### Task brief
For the string "seconds", state how many lines of the data hold it. Give nothing besides the number.

****************

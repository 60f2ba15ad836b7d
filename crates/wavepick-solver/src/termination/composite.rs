//! OR-composition of termination conditions.
//!
//! Uses macro-generated tuple implementations.

use super::Termination;
use crate::stats::SearchStats;

/// Terminates when ANY wrapped condition terminates.
///
/// # Example
///
/// ```
/// use wavepick_solver::{OrTermination, SubproblemCountTermination, TimeTermination};
///
/// // Stop after 30 seconds or 50 subproblems
/// let termination = OrTermination((
///     TimeTermination::seconds(30),
///     SubproblemCountTermination::new(50),
/// ));
/// ```
#[derive(Debug, Clone)]
pub struct OrTermination<T>(pub T);

impl<T> OrTermination<T> {
    pub fn new(terminations: T) -> Self {
        Self(terminations)
    }
}

macro_rules! impl_or_termination {
    ($($idx:tt: $T:ident),+) => {
        impl<$($T),+> Termination for OrTermination<($($T,)+)>
        where
            $($T: Termination,)+
        {
            fn is_terminated(&self, stats: &SearchStats) -> bool {
                $((self.0).$idx.is_terminated(stats))||+
            }
        }
    };
}

impl_or_termination!(0: T0);
impl_or_termination!(0: T0, 1: T1);
impl_or_termination!(0: T0, 1: T1, 2: T2);
impl_or_termination!(0: T0, 1: T1, 2: T2, 3: T3);
//! Termination conditions for the parametric search.
//!
//! Checked before every subproblem. When one fires, the search stops and
//! returns the best wave found so far.

mod composite;
mod subproblem_count;
mod time;

use std::fmt::Debug;

use wavepick_config::SearchConfig;

use crate::stats::SearchStats;

pub use composite::OrTermination;
pub use subproblem_count::SubproblemCountTermination;
pub use time::TimeTermination;

/// Trait for determining when to stop searching.
pub trait Termination: Send + Debug {
    /// Returns true if the search should stop.
    fn is_terminated(&self, stats: &SearchStats) -> bool;
}

/// Never terminates; the search runs its strategy to completion.
#[derive(Debug, Clone, Copy, Default)]
pub struct NoTermination;

impl Termination for NoTermination {
    fn is_terminated(&self, _stats: &SearchStats) -> bool {
        false
    }
}

/// An absent condition never fires.
impl<T: Termination> Termination for Option<T> {
    fn is_terminated(&self, stats: &SearchStats) -> bool {
        self.as_ref().is_some_and(|t| t.is_terminated(stats))
    }
}

/// Termination assembled from a [`SearchConfig`].
pub type ConfiguredTermination =
    OrTermination<(Option<TimeTermination>, Option<SubproblemCountTermination>)>;

/// Builds the termination described by `config.termination`.
pub fn termination_from_config(config: &SearchConfig) -> ConfiguredTermination {
    OrTermination((
        config.time_limit().map(TimeTermination::new),
        config.subproblem_limit().map(SubproblemCountTermination::new),
    ))
}

#[cfg(test)]
mod tests;
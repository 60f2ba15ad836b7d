//! wavepick Core - problem types for order-wave selection
//!
//! This crate provides the fundamental data model:
//! - `ProblemInstance` describing orders, aisles and the wave-size range
//! - `WaveSelection` and its feasibility and ratio evaluation
//! - `InstanceLoader` for the plain-text instance format
//! - Error types shared by the other crates

pub mod error;
pub mod instance;
pub mod loading;
pub mod wave;

pub use error::{Result, WavePickError};
pub use instance::{ItemQuantity, ProblemInstance, ProblemInstanceBuilder};
pub use loading::InstanceLoader;
pub use wave::{Infeasibility, WaveEvaluation, WaveSelection};
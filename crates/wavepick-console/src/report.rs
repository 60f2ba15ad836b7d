//! Rendering the final wave.
//!
//! [`write_solution`] produces the challenge output format:
//!
//! ```text
//! <number of selected orders>
//! <order index>            # one per line
//! <number of visited aisles>
//! <aisle index>            # one per line
//! ```
//!
//! [`format_summary`] renders a boxed summary for the console.

use std::fs::File;
use std::io::{self, BufWriter, Write};
use std::path::Path;

use owo_colors::OwoColorize;
use tracing::debug;
use wavepick_core::{ProblemInstance, WaveSelection};
use wavepick_solver::SearchOutcome;

use crate::grouped;

/// Writes `selection` in the challenge output format.
///
/// # Example
///
/// ```
/// use wavepick_core::WaveSelection;
/// use wavepick_console::write_solution;
///
/// let mut out = Vec::new();
/// write_solution(&mut out, &WaveSelection::new([0, 1], [0])).unwrap();
/// assert_eq!(String::from_utf8(out).unwrap(), "2\n0\n1\n1\n0\n");
/// ```
pub fn write_solution<W: Write>(out: &mut W, selection: &WaveSelection) -> io::Result<()> {
    writeln!(out, "{}", selection.orders().len())?;
    for order in selection.orders() {
        writeln!(out, "{}", order)?;
    }
    writeln!(out, "{}", selection.aisles().len())?;
    for aisle in selection.aisles() {
        writeln!(out, "{}", aisle)?;
    }
    Ok(())
}

/// Writes `selection` to a file, replacing any previous content.
pub fn save_solution(path: impl AsRef<Path>, selection: &WaveSelection) -> io::Result<()> {
    let path = path.as_ref();
    let mut out = BufWriter::new(File::create(path)?);
    write_solution(&mut out, selection)?;
    out.flush()?;
    debug!(path = %path.display(), "solution written");
    Ok(())
}

const INNER_WIDTH: usize = 58;

fn row(label: &str, value: &str) -> String {
    format!(
        "{}  {:<20}{:>34}  {}",
        "║".bright_cyan(),
        label,
        value,
        "║".bright_cyan()
    )
}

fn rule(left: &str, right: &str) -> String {
    format!("{}{}{}", left, "═".repeat(INNER_WIDTH), right)
        .bright_cyan()
        .to_string()
}

/// Renders a boxed summary of a finished search.
pub fn format_summary(instance: &ProblemInstance, outcome: &SearchOutcome) -> String {
    let status_text = if outcome.terminated_early {
        "WAVE FOUND (terminated early)"
    } else {
        "WAVE FOUND"
    };
    let total_pad = INNER_WIDTH.saturating_sub(status_text.len());
    let left_pad = total_pad / 2;
    let right_pad = total_pad - left_pad;

    let mut lines = vec![
        rule("╔", "╗"),
        format!(
            "{}{}{}{}{}",
            "║".bright_cyan(),
            " ".repeat(left_pad),
            status_text.bright_green().bold(),
            " ".repeat(right_pad),
            "║".bright_cyan()
        ),
        rule("╠", "╣"),
        row("Ratio:", &format!("{:.3}", outcome.ratio)),
        row("Units picked:", &grouped(outcome.evaluation.units_picked)),
        row(
            "Orders:",
            &format!(
                "{} / {}",
                grouped(outcome.selection.orders().len()),
                grouped(instance.order_count())
            ),
        ),
        row(
            "Aisles:",
            &format!(
                "{} / {}",
                grouped(outcome.selection.aisles().len()),
                grouped(instance.aisle_count())
            ),
        ),
        row(
            "Wave size range:",
            &format!("[{}, {}]", instance.lower_bound(), instance.upper_bound()),
        ),
        row("Strategy:", &outcome.strategy.to_string()),
        row(
            "Subproblems:",
            &format!(
                "{} ({} infeasible)",
                outcome.stats.subproblem_count(),
                outcome.stats.infeasible_subproblems
            ),
        ),
        row(
            "Time spent:",
            &format!(
                "{:.3}s ({:.1}/s)",
                outcome.stats.elapsed().as_secs_f64(),
                outcome.stats.subproblems_per_second()
            ),
        ),
    ];
    if let Some(bounds) = outcome.ratio_bounds {
        lines.push(row(
            "Ratio interval:",
            &format!("[{:.4}, {:.4}]", bounds.low, bounds.high),
        ));
    }
    lines.push(rule("╚", "╝"));
    lines.join("\n")
}

/// Prints [`format_summary`] to stderr.
pub fn print_summary(instance: &ProblemInstance, outcome: &SearchOutcome) {
    let mut stderr = io::stderr().lock();
    let _ = writeln!(stderr, "\n{}\n", format_summary(instance, outcome));
    let _ = stderr.flush();
}

#[cfg(test)]
mod tests {
    use std::fs;

    use wavepick_solver::{GoodLpAdapter, ParametricSearch};
    use wavepick_test::scenario_instance;

    use super::*;

    #[test]
    fn test_write_solution_format() {
        let mut out = Vec::new();
        write_solution(&mut out, &WaveSelection::new([4, 2, 9], [1, 3])).unwrap();
        assert_eq!(String::from_utf8(out).unwrap(), "3\n2\n4\n9\n2\n1\n3\n");
    }

    #[test]
    fn test_save_solution() {
        let dir = tempfile::tempdir().unwrap();
        let path = dir.path().join("wave.txt");
        save_solution(&path, &WaveSelection::new([0], [1])).unwrap();
        assert_eq!(fs::read_to_string(&path).unwrap(), "1\n0\n1\n1\n");
    }

    #[test]
    fn test_summary_mentions_ratio() {
        let instance = scenario_instance();
        let outcome = ParametricSearch::new(&instance, GoodLpAdapter::new())
            .solve()
            .unwrap();

        let summary = format_summary(&instance, &outcome);
        assert!(summary.contains("WAVE FOUND"));
        assert!(summary.contains("4.000"));
        assert!(summary.contains("enumerate-aisles"));
        assert!(summary.contains("/s)"));
    }
}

****************

### Written reply
2